The trigger was not gaining a satisfactory past history/life story, thus not understanding a crucial time of growing up for this lady, nor how important it must have been to her as a child.
The relevance of life stories is reinforced when it was discovered this lady lived in the Australian bush, and every night the entire family would change into clean ‘day clothes’ to sleep in, in case of bush fires. This was as preparation to evacuate.
From that point on this lady would be helped into a clean dress instead of night wear, and the agitated behaviour ceased completely.
Eg. 3. A gentleman was resistive every morning when his daughter tried to get him up at 7.15am so she could get to work on time by 9am. It would take her over an hour to get him up and both would become agitated by this routine.
The trigger was not adhering to the gentleman’s choices and preferences regarding his usual time of arising.

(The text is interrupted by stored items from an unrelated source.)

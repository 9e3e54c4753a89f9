/// A half-open byte range into the source text.
#[derive(Clone, Copy, Debug, PartialEq, Eq)]
pub struct Span {
    pub start: u32,
    pub end: u32,
}

impl Span {
    pub fn new(start: u32, end: u32) -> Self {
        Self { start, end }
    }

    /// A span pointing at a single byte offset (used for end-of-input errors).
    pub fn point(offset: u32) -> Self {
        Self {
            start: offset,
            end: offset,
        }
    }

    pub fn dummy() -> Self {
        Self { start: 0, end: 0 }
    }

    pub fn merge(self, other: Span) -> Span {
        Span {
            start: self.start.min(other.start),
            end: self.end.max(other.end),
        }
    }
}

/// A value annotated with its source span.
#[derive(Clone, Debug)]
pub struct Spanned<T> {
    pub node: T,
    pub span: Span,
}

impl<T> Spanned<T> {
    pub fn new(node: T, span: Span) -> Self {
        Self { node, span }
    }

    pub fn map<U>(self, f: impl FnOnce(T) -> U) -> Spanned<U> {
        Spanned {
            node: f(self.node),
            span: self.span,
        }
    }
}

/// Convert a byte offset into a 1-based (line, column) pair.
///
/// Columns count bytes, which matches what the lexer produces for the
/// ASCII-heavy sources this language deals with.
pub fn line_col(source: &str, offset: u32) -> (u32, u32) {
    let offset = (offset as usize).min(source.len());
    let mut line = 1;
    let mut col = 1;
    for b in source.as_bytes()[..offset].iter() {
        if *b == b'\n' {
            line += 1;
            col = 1;
        } else {
            col += 1;
        }
    }
    (line, col)
}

The second trigger compounded the first, because his other medical conditions were not considered nor well managed.
This man liked to get up at 8am and had for 50 years. He also suffered from chronic back and joint pain, so by trying to move him BEFORE he had his pain relief, meant he would resist.
Instead the daughter began gently waking her dad at 7.30-7.45 am, and she would give him a cup of tea in bed, with his pain medication. She would not get him out of bed and allow the pain relief to work.
By 8am he would ‘get himself up’, and get ready with minimal assistance, thus it was much easier for the daughter to get ready for work, less stressful for them both, and the daughter still arrived at work by 9am.